Using time specific training like an EMOM (every minute on the minute) or every 90-sec. is a great way to improve your bodyweight strength or gymnastics skill!

So now you’re probably asking yourself how do I do it?

Pick a skill or strength you want to improve!
Time-specific training for bodyweight and gymnastics movements is excellent for making improvements while maximizing your time! You can use it to get stronger at movements like a strict pull-up or push-up. If you already have a good strength base and want to improve your gymnastics skill, time-specific training can also be used to improve your kip and increase your practice reps in a fatigued state!

Need some ideas?
Push-up
Scaling Options: Eccentric (control downward movement) Push-ups, Banded Push-ups, Shoulder Taps.

Pull-up
Scaling Options: Eccentric or Segmented, Banded Pull-ups/Pull-downs, holds

Handstand Push-up
Scaling Options: Ab mat, Eccentric, Holds, Wall Walks

Kipping
Scaling Options: Rang of motion, bands, spotter


Pick your rep scheme and rest time!
Rest
The longer you rest, the more recovered you will feel! In most cases repeating your exercises every 90 seconds to 2 minutes will be ideal. If you are looking to improve your ability to complete more reps when you’re fatigued, you could repeat the movement every minute! Keep in mind that if you repeat the reps each minute for 10 minutes that is 10 total sets!

1-5 Reps
If you are focusing on the foundation of strength, I recommend keeping the reps 5 or below. If you are new to kipping I recommend 3-5 to allow your body to start to feel the motion!

6-10 Reps
If you have several strict pull-ups, push-up, Handstand Push-ups, kipping pull-up, BMU, etc. and you want to be able to do more in a workout then picking a higher rep scheme will help you improve your stamina. Make sure you have enough time to recover!

How to Progress weekly?
Increase reps Example:
People often think they need to increase each set each week, but that’s not the case! I recommend only increasing your reps on 1 to 3 sets each week. Below illustrates how you can increase reps from week to week!

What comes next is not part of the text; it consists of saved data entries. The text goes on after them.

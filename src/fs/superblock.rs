/*
 * Copyright 2025 Luc Lenôtre
 *
 * This file is part of Maestro.
 *
 * Maestro is free software: you can redistribute it and/or modify it under the
 * terms of the GNU General Public License as published by the Free Software
 * Foundation, either version 3 of the License, or (at your option) any later
 * version.
 *
 * Maestro is distributed in the hope that it will be useful, but WITHOUT ANY
 * WARRANTY; without even the implied warranty of MERCHANTABILITY or FITNESS FOR
 * A PARTICULAR PURPOSE. See the GNU General Public License for more details.
 *
 * You should have received a copy of the GNU General Public License along with
 * Maestro. If not, see <https://www.gnu.org/licenses/>.
 */

//! The superblock, stored in the clear in block 0.

/// The filesystem's signature, at offset 0 of the image.
pub const MAGIC: [u8; 4] = *b"SFSE";
/// Number of significant superblock bytes; the rest of block 0 is zero
/// padding.
pub const SUPERBLOCK_SIZE: usize = 64;

/// The contents of block 0.
///
/// The superblock is the only plaintext region of the image: it carries the
/// derivation salt and the key verifier needed before any encrypted block
/// can be read.
#[derive(Clone, Debug, Eq, PartialEq)]
pub struct Superblock {
    /// Number of bitmap blocks following the superblock.
    pub num_bitmap_blocks: u32,
    /// Number of inode table blocks following the bitmap.
    pub num_inode_blocks: u32,
    /// Number of files at format time. Informational only.
    pub file_count: u32,
    /// Salt fed to the key derivation alongside the password.
    pub derivation_salt: [u8; 16],
    /// SHA-256 of the derived working key.
    pub key_verifier: [u8; 32],
}

impl Superblock {
    /// Decodes the superblock from the raw contents of block 0.
    ///
    /// Returns `None` if the block does not carry the magic, i.e. the image
    /// is not formatted.
    pub fn decode(block: &[u8]) -> Option<Self> {
        if block.len() < SUPERBLOCK_SIZE || block[0..4] != MAGIC {
            return None;
        }
        let mut derivation_salt = [0; 16];
        derivation_salt.copy_from_slice(&block[16..32]);
        let mut key_verifier = [0; 32];
        key_verifier.copy_from_slice(&block[32..64]);
        Some(Self {
            num_bitmap_blocks: u32::from_be_bytes(block[4..8].try_into().unwrap()),
            num_inode_blocks: u32::from_be_bytes(block[8..12].try_into().unwrap()),
            file_count: u32::from_be_bytes(block[12..16].try_into().unwrap()),
            derivation_salt,
            key_verifier,
        })
    }

    /// Encodes the superblock, zero-padded to `block_size`.
    pub fn encode(&self, block_size: usize) -> Vec<u8> {
        let mut buf = Vec::with_capacity(block_size);
        buf.extend_from_slice(&MAGIC);
        buf.extend_from_slice(&self.num_bitmap_blocks.to_be_bytes());
        buf.extend_from_slice(&self.num_inode_blocks.to_be_bytes());
        buf.extend_from_slice(&self.file_count.to_be_bytes());
        buf.extend_from_slice(&self.derivation_salt);
        buf.extend_from_slice(&self.key_verifier);
        buf.resize(block_size, 0);
        buf
    }
}

#[cfg(test)]
mod tests {
    use super::*;

    #[test]
    fn encode_decode_roundtrip() {
        let sb = Superblock {
            num_bitmap_blocks: 1,
            num_inode_blocks: 2,
            file_count: 0,
            derivation_salt: [0xaa; 16],
            key_verifier: [0xbb; 32],
        };
        let buf = sb.encode(4096);
        assert_eq!(buf.len(), 4096);
        assert_eq!(&buf[0..4], b"SFSE");
        assert_eq!(&buf[4..8], &[0, 0, 0, 1]);
        assert_eq!(&buf[8..12], &[0, 0, 0, 2]);
        assert!(buf[SUPERBLOCK_SIZE..].iter().all(|b| *b == 0));
        assert_eq!(Superblock::decode(&buf), Some(sb));
    }

    #[test]
    fn decode_rejects_missing_magic() {
        assert_eq!(Superblock::decode(&[0; 4096]), None);
        let mut buf = vec![0; 4096];
        buf[0..4].copy_from_slice(b"EXT2");
        assert_eq!(Superblock::decode(&buf), None);
        // Truncated input
        assert_eq!(Superblock::decode(b"SFSE"), None);
    }
}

  • Week One: Every 90 x 5: 2-2-2-2-2 Pull-ups
  • Week Two: Every 90 x 5: 3-2-2-2-2 Pull-ups
  • Week Three: Every 90 x 5: 3-3-2-2 Pull-ups
  • Week Four: Every 90 x 5: 3-3-3-3-3 Pull-ups

The idea is to increase slowly, and set yourself up for success! 

Decrease time:
Say you completed the example above with your goal of all three reps for five sets. You could then do four more weeks of 3 reps and do them every minute rather than 90 seconds. If the reps still felt manageable, you could also increase the reps as shown above.

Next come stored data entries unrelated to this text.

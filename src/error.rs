/*
 * Copyright 2025 Luc Lenôtre
 *
 * This file is part of Maestro.
 *
 * Maestro is free software: you can redistribute it and/or modify it under the
 * terms of the GNU General Public License as published by the Free Software
 * Foundation, either version 3 of the License, or (at your option) any later
 * version.
 *
 * Maestro is distributed in the hope that it will be useful, but WITHOUT ANY
 * WARRANTY; without even the implied warranty of MERCHANTABILITY or FITNESS FOR
 * A PARTICULAR PURPOSE. See the GNU General Public License for more details.
 *
 * You should have received a copy of the GNU General Public License along with
 * Maestro. If not, see <https://www.gnu.org/licenses/>.
 */

//! Errors shared across the crate.

use std::io;
use thiserror::Error;

/// Result alias used by every fallible operation of the crate.
pub type Result<T> = std::result::Result<T, Error>;

/// An error occurring while operating on the filesystem.
#[derive(Debug, Error)]
pub enum Error {
    /// A transfer length is not a positive multiple of the required unit.
    #[error("length must be a positive multiple of {0} bytes")]
    InvalidSize(usize),
    /// The key derived from the provided credentials does not match the
    /// verifier stored in the superblock.
    #[error("bad credentials: derived key does not match the on-disk verifier")]
    BadCredentials,
    /// Every data block is allocated.
    #[error("no free data block available")]
    NoFreeBlock,
    /// Every inode slot is in use.
    #[error("no free inode slot available")]
    NoFreeInode,
    /// The source does not fit in the direct blocks of one inode.
    #[error("file is too large: at most 4 direct blocks are supported")]
    TooLarge,
    /// No file with the given name exists.
    #[error("file `{0}` not found")]
    NotFound(String),
    /// A file with the given name already exists.
    #[error("file `{0}` already exists")]
    Exists(String),
    /// An inode record could not be decoded.
    #[error("malformed inode record")]
    Decode,
    /// The image cannot hold the superblock, the bitmap, the inode table and
    /// at least one data block.
    #[error("image is too small to hold a filesystem")]
    ImageTooSmall,
    /// The key derivation function rejected its inputs.
    #[error("key derivation failed: {0}")]
    KeyDerivation(argon2::Error),
    /// An I/O error on the underlying image.
    #[error(transparent)]
    Io(#[from] io::Error),
}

Combine full range rep with a scaling option:

  • 1 pull-up + 1 Eccentric pull-up
  • 1 ring dip +10 sec hold
  • 1 T2B + 1 Partial rep
  • 1 strict HSPU + 1 kipping HSPU or Eccentric Hanstand Push-up.

Adding time specific training to your program is a great way to focus on a skill or your strength without taking up too much time in your busy schedule! If you think this type of training would help you conquer your goals, but it’s too much to think about, please let us know! We believe the best way to achieve your goal is to work with a coach to build a program designed for you! If you would like to personalized programming talk to a coach in class or email info@bearfitnessmn.com.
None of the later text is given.